> [WHAT IS NEEDED]
Down to the last line, copy the records below without any change.

> [DATA SUPPLIED]

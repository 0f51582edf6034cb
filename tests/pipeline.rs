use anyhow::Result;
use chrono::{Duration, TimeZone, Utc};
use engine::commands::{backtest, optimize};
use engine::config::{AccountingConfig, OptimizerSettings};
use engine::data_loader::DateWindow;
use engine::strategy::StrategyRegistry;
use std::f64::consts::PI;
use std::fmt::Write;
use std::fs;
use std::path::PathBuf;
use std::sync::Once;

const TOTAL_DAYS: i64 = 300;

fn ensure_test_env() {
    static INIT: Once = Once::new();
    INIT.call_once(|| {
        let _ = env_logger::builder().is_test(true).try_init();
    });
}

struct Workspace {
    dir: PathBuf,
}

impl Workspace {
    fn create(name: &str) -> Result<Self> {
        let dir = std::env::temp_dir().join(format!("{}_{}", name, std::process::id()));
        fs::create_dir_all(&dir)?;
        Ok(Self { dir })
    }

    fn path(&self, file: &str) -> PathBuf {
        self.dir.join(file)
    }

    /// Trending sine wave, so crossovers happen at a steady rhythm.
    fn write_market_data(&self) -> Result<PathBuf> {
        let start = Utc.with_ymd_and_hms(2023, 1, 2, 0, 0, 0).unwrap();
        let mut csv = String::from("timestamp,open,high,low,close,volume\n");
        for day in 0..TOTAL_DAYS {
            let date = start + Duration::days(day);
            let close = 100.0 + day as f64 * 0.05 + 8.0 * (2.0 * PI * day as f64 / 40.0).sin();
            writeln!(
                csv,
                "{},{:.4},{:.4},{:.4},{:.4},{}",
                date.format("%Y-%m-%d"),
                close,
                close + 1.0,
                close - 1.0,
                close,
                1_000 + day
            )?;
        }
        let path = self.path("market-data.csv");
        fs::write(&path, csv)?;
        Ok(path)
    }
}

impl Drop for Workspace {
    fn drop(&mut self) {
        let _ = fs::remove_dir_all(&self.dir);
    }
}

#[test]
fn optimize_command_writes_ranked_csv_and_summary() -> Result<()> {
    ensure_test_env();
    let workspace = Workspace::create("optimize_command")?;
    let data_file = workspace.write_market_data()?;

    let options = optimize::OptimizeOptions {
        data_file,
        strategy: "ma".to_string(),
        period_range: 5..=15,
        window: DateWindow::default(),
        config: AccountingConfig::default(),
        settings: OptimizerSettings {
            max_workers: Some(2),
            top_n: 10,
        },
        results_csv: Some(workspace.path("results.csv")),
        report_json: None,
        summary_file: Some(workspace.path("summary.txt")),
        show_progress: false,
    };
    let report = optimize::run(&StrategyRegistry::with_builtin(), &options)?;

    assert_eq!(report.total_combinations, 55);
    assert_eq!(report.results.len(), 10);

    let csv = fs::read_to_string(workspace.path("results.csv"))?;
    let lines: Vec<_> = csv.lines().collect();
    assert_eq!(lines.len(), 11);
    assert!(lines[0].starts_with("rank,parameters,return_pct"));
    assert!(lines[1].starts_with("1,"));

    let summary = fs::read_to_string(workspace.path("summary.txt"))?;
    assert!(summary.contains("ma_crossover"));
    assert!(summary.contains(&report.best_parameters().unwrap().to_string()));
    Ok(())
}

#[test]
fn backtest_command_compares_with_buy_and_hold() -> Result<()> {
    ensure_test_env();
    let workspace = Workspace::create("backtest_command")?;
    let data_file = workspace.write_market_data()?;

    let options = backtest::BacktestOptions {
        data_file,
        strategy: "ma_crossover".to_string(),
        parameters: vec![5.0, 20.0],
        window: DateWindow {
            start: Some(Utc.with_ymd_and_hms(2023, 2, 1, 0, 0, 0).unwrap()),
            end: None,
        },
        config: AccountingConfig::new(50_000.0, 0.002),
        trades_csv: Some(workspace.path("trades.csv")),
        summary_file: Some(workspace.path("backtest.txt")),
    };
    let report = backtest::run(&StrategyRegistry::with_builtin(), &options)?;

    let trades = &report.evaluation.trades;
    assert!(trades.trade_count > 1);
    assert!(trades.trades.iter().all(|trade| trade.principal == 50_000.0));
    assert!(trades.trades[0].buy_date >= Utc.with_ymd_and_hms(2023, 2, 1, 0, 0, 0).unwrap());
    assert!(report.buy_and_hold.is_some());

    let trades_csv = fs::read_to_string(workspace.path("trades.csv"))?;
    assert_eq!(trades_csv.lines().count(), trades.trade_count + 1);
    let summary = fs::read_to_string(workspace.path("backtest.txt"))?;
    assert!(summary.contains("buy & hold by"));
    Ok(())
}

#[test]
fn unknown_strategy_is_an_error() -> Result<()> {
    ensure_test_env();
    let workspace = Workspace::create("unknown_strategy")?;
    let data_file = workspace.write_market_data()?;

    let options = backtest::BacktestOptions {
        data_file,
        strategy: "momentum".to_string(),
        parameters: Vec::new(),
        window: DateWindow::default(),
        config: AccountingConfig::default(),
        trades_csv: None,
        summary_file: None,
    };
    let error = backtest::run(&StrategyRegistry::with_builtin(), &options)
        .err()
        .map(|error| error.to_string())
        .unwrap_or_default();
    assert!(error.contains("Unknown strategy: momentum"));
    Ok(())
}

> [RESULT]
repository 0f51582edf6034cb
filename tests/pipeline.rs
use anyhow::Result;
use chrono::{Duration, TimeZone, Utc};
use engine::commands::{backtest, optimize};
use engine::config::{AccountingConfig, OptimizerSettings};
use engine::data_loader::DateWindow;
use engine::strategy::StrategyRegistry;
use std::f64::consts::PI;
use std::fmt::Write;
use std::fs;
use std::path::PathBuf;
use std::sync::Once;

const TOTAL_DAYS: i64 = 300;

fn ensure_test_env() {
    static INIT: Once = Once::new();
    INIT.call_once(|| {
        let _ = env_logger::builder().is_test(true).try_init();
    });
}

struct Workspace {
    dir: PathBuf,
}

impl Workspace {
    fn create(name: &str) -> Result<Self> {
        let dir = std::env::temp_dir().join(format!("{}_{}", name, std::process::id()));
        fs::create_dir_all(&dir)?;
        Ok(Self { dir })
    }

    fn path(&self, file: &str) -> PathBuf {
        self.dir.join(file)
    }

    /// Trending sine wave, so crossovers happen at a steady rhythm.
    fn write_market_data(&self) -> Result<PathBuf> {
        let start = Utc.with_ymd_and_hms(2023, 1, 2, 0, 0, 0).unwrap();
        let mut csv = String::from("timestamp,open,high,low,close,volume\n");
        for day in 0..TOTAL_DAYS {
            let date = start + Duration::days(day);
            let close = 100.0 + day as f64 * 0.05 + 8.0 * (2.0 * PI * day as f64 / 40.0).sin();
            writeln!(
                csv,
                "{},{:.4},{:.4},{:.4},{:.4},{}",
                date.format("%Y-%m-%d"),
                close,
                close + 1.0,
                close - 1.0,
                close,
                1_000 + day
            )?;
        }
        let path = self.path("market-data.csv");
        fs::write(&path, csv)?;
        Ok(path)
    }
}

impl Drop for Workspace {
    fn drop(&mut self) {
        let _ = fs::remove_dir_all(&self.dir);
    }
}

#[test]
fn optimize_command_writes_ranked_csv_and_summary() -> Result<()> {
    ensure_test_env();
    let workspace = Workspace::create("optimize_command")?;
    let data_file = workspace.write_market_data()?;

    let options = optimize::OptimizeOptions {
        data_file,
        strategy: "ma".to_string(),
        period_range: 5..=15,
        window: DateWindow::default(),
        config: AccountingConfig::default(),
        settings: OptimizerSettings {
            max_workers: Some(2),
            top_n: 10,
        },
        results_csv: Some(workspace.path("results.csv")),
        report_json: None,
        summary_file: Some(workspace.path("summary.txt")),
        show_progress: false,
    };
    let report = optimize::run(&StrategyRegistry::with_builtin(), &options)?;

    assert_eq!(report.total_combinations, 55);
    assert_eq!(report.results.len(), 10);

    let csv = fs::read_to_string(workspace.path("results.csv"))?;
    let lines: Vec<_> = csv.lines().collect();
    assert_eq!(lines.len(), 11);
    assert!(lines[0].starts_with("rank,parameters,return_pct"));
    assert!(lines[1].starts_with("1,"));

    let summary = fs::read_to_string(workspace.path("summary.txt"))?;
    assert!(summary.contains("ma_crossover"));
    assert!(summary.contains(&report.best_parameters().unwrap().to_string()));
    Ok(())
}

#[test]
fn backtest_command_compares_with_buy_and_hold() -> Result<()> {
    ensure_test_env();
    let workspace = Workspace::create("backtest_command")?;
    let data_file = workspace.write_market_data()?;

    let options = backtest::BacktestOptions {
        data_file,
        strategy: "ma_crossover".to_string(),
        parameters: vec![5.0, 20.0],
        window: DateWindow {
            start: Some(Utc.with_ymd_and_hms(2023, 2, 1, 0, 0, 0).unwrap()),
            end: None,
        },
        config: AccountingConfig::new(50_000.0, 0.002),
        trades_csv: Some(workspace.path("trades.csv")),
        summary_file: Some(workspace.path("backtest.txt")),
    };
    let report = backtest::run(&StrategyRegistry::with_builtin(), &options)?;

    let trades = &report.evaluation.trades;
    assert!(trades.trade_count > 1);
    assert!(trades.trades.iter().all(|trade| trade.principal == 50_000.0));
    assert!(trades.trades[0].buy_date >= Utc.with_ymd_and_hms(2023, 2, 1, 0, 0, 0).unwrap());
    assert!(report.buy_and_hold.is_some());

    let trades_csv = fs::read_to_string(workspace.path("trades.csv"))?;
    assert_eq!(trades_csv.lines().count(), trades.trade_count + 1);
    let summary = fs::read_to_string(workspace.path("backtest.txt"))?;
    assert!(summary.contains("buy & hold by"));
    Ok(())
}

#[test]
fn unknown_strategy_is_an_error() -> Result<()> {
    ensure_test_env();
    let workspace = Workspace::create("unknown_strategy")?;
    let data_file = workspace.write_market_data()?;

    let options = backtest::BacktestOptions {
        data_file,
        strategy: "momentum".to_string(),
        parameters: Vec::new(),
        window: DateWindow::default(),
        config: AccountingConfig::default(),
        trades_csv: None,
        summary_file: None,
    };
    let error = backtest::run(&StrategyRegistry::with_builtin(), &options)
        .err()
        .map(|error| error.to_string())
        .unwrap_or_default();
    assert!(error.contains("Unknown strategy: momentum"));
    Ok(())
}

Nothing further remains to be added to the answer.